Mais au 18 mars, l’occasion se trouva de caser la fameuse épée. On a vu l’accueil, plutôt frais, fait au « général » Langlois se présentant aux quelques membres du Comité Central réunis à l’Hôtel-de-Ville, après le départ de Jules Ferry, dans la soirée de l’insurrection. Langlois évincé, il paraissait urgent de nommer sur-le-champ un chef à la garde nationale. Lullier se trouvait là. Quelqu’un rappela son nom, vanta peut-être ses mérites. On l’avait déjà désigné au comité, rue Basfroi, dans la journée. On était embarrassé, pressé de faire un choix, et les candidats possibles manquaient. Lullier était officier ; on connaissait ses opinions avancées ; et il jouissait d’une notoriété indiscutable. On lui avait offert, à la réunion du Waux-Hall, ce commandement qu’il n’avait pas accepté, parce qu’on le subordonnait à Garibaldi, qui, par la suite, refusa également. Des membres du Comité Central l’avaient convoqué rue Basfroi. Il s’y était rendu. On lui fit de nouveau l’offre du commandement. Pour ne pas paraître se jeter goulûment sur cette nomination dont il avait la fringale, il fit la petite bouche, et demanda à connaitre les plans du comité. Un membre lui répondit : « Notre plan, citoyen Lullier, est bien simple. Il consiste à s’emparer de l’Hôtel-de-Ville et à y rester jusqu’à ce que l’assemblée versaillaise ait fait droit aux légitimes revendications du peuple de Paris. » Lullier répondit superbement : « Ces revendications n’ont rien que de très légitime, je suis votre homme ! Demain, à cette heure, je serai maître non seulement de l’Hôtel-de-Ville mais de Paris, ou je serai mort l » Cette rodomontade renouvelée de Ducrot produisit quand même son effet, et à l’Hôtel-de-Ville on réitéra l’offre faite rue Basfroi.
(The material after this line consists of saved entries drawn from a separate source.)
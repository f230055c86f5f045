//! In-memory rule store
//!
//! Simple memory-backed store for testing and development.

use async_trait::async_trait;
use retune_core::OverrideRule;
use tokio::sync::RwLock;

use crate::{RuleStore, StoreResult};

struct StoredRule {
    rule: OverrideRule,
    enabled: bool,
}

/// In-memory rule store
///
/// Holds rules in insertion order and sorts by descending priority when
/// listed, keeping insertion order among equal priorities. Suitable for
/// tests and development; rules are lost when the process exits.
pub struct MemoryRuleStore {
    rules: RwLock<Vec<StoredRule>>,
}

impl MemoryRuleStore {
    /// Create an empty store
    pub fn new() -> Self {
        Self {
            rules: RwLock::new(Vec::new()),
        }
    }

    /// Add an enabled rule
    pub async fn insert(&self, rule: OverrideRule) {
        let mut rules = self.rules.write().await;
        rules.push(StoredRule {
            rule,
            enabled: true,
        });
    }

    /// Add a disabled rule; it is filtered out of listings
    pub async fn insert_disabled(&self, rule: OverrideRule) {
        let mut rules = self.rules.write().await;
        rules.push(StoredRule {
            rule,
            enabled: false,
        });
    }

    /// Remove all rules
    pub async fn clear(&self) {
        let mut rules = self.rules.write().await;
        rules.clear();
    }

    /// Total number of stored rules, including disabled ones
    pub async fn len(&self) -> usize {
        self.rules.read().await.len()
    }

    /// True when the store holds no rules
    pub async fn is_empty(&self) -> bool {
        self.rules.read().await.is_empty()
    }
}

impl Default for MemoryRuleStore {
    fn default() -> Self {
        Self::new()
    }
}

#[async_trait]
impl RuleStore for MemoryRuleStore {
    async fn list_enabled_rules(&self) -> StoreResult<Vec<OverrideRule>> {
        let rules = self.rules.read().await;

        let mut listed: Vec<OverrideRule> = rules
            .iter()
            .filter(|stored| stored.enabled)
            .map(|stored| stored.rule.clone())
            .collect();

        // Stable sort: equal priorities keep insertion order
        listed.sort_by_key(|rule| std::cmp::Reverse(rule.priority));

        Ok(listed)
    }
}

#[cfg(test)]
mod tests {
    use super::*;

    #[tokio::test]
    async fn test_listing_orders_by_descending_priority() {
        let store = MemoryRuleStore::new();
        store
            .insert(OverrideRule::new().with_pattern("low%").with_priority(1))
            .await;
        store
            .insert(OverrideRule::new().with_pattern("high%").with_priority(10))
            .await;
        store
            .insert(OverrideRule::new().with_pattern("mid%").with_priority(5))
            .await;

        let rules = store.list_enabled_rules().await.unwrap();
        let patterns: Vec<_> = rules
            .iter()
            .map(|r| r.text_pattern.as_deref().unwrap())
            .collect();
        assert_eq!(patterns, vec!["high%", "mid%", "low%"]);
    }

    #[tokio::test]
    async fn test_equal_priorities_keep_insertion_order() {
        let store = MemoryRuleStore::new();
        store
            .insert(OverrideRule::new().with_pattern("first%").with_priority(5))
            .await;
        store
            .insert(OverrideRule::new().with_pattern("second%").with_priority(5))
            .await;

        let rules = store.list_enabled_rules().await.unwrap();
        assert_eq!(rules[0].text_pattern.as_deref(), Some("first%"));
        assert_eq!(rules[1].text_pattern.as_deref(), Some("second%"));
    }

    #[tokio::test]
    async fn test_disabled_rules_filtered() {
        let store = MemoryRuleStore::new();
        store
            .insert_disabled(OverrideRule::new().with_pattern("off%"))
            .await;
        store.insert(OverrideRule::new().with_pattern("on%")).await;

        let rules = store.list_enabled_rules().await.unwrap();
        assert_eq!(rules.len(), 1);
        assert_eq!(rules[0].text_pattern.as_deref(), Some("on%"));
        assert_eq!(store.len().await, 2);
    }

    #[tokio::test]
    async fn test_empty_store_lists_nothing() {
        let store = MemoryRuleStore::new();
        assert!(store.list_enabled_rules().await.unwrap().is_empty());
        assert!(store.is_empty().await);
    }

    #[tokio::test]
    async fn test_clear() {
        let store = MemoryRuleStore::new();
        store.insert(OverrideRule::new().with_pattern("%")).await;
        store.clear().await;
        assert!(store.is_empty().await);
    }
}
Il parut le meilleur candidat. On ne se préoccupa ni de son état mental ni de sa moralité, et on lui prêta des talents militaires qu’il ne possédait qu’en rêve. Il fut donc nommé. Ce choix fut déplorable. Édouard Moreau, qui l’appuya, pas plus du reste qu’aucun de ses collègues, n’en pouvait prévoir les terribles conséquences. La première et la principale fut la non-occupation du Mont-Valérien, abandonné par Thiers. De toutes les fautes commises par le Comité Central et par la Commune, durant les deux mois de lutte, aucune ne fut plus désastreuse. Si la Commune avait occupé et conservé le Mont-Valérien, les conditions de la bataille changeaient entièrement, et à défaut d’une victoire finale et décisive, une transaction se serait imposée.

La reprise par les troupes de Versailles de la citadelle de Paris, négligée ou abandonnée par la faute de Lullier, puisque, investi du commandement supérieur, c’était à lui qu’il incombait d’envoyer à temps des troupes suffisantes afin de garder cette clef de la cité, fut-elle due à l’incapacité ou à la trahison ? Dans une réunion mémorable tenue à l’Élysée-Montmartre, après la rentrée des amnistiés[1], Lullier, revenu de Calédonie, fut mis en accusation, avec une certaine solennité. Tony Révillon, député de Belleville, présidait. Lissagaray, combattant de la suprême semaine et auteur d’une remarquable Histoire de La Commune, prononça un éloquent et sévère réquisitoire contre Lullier.

Alphonse Humbert, revenu de Calédonie, où pour fait de presse il avait subi la peine exorbitante du bagne, démontra la culpabilité de l’accusé.

L’assemblée ratifia par son vote les conclusions de l’orateur. L’ex-général de la garde nationale fut convaincu d’avoir trahi, en permettant au gouvernement de Versailles de reprendre facilement la forteresse délaissée. Ce fut une condamnation morale, sans sanction possible, mais Lullier s’y soumit en disparaissant.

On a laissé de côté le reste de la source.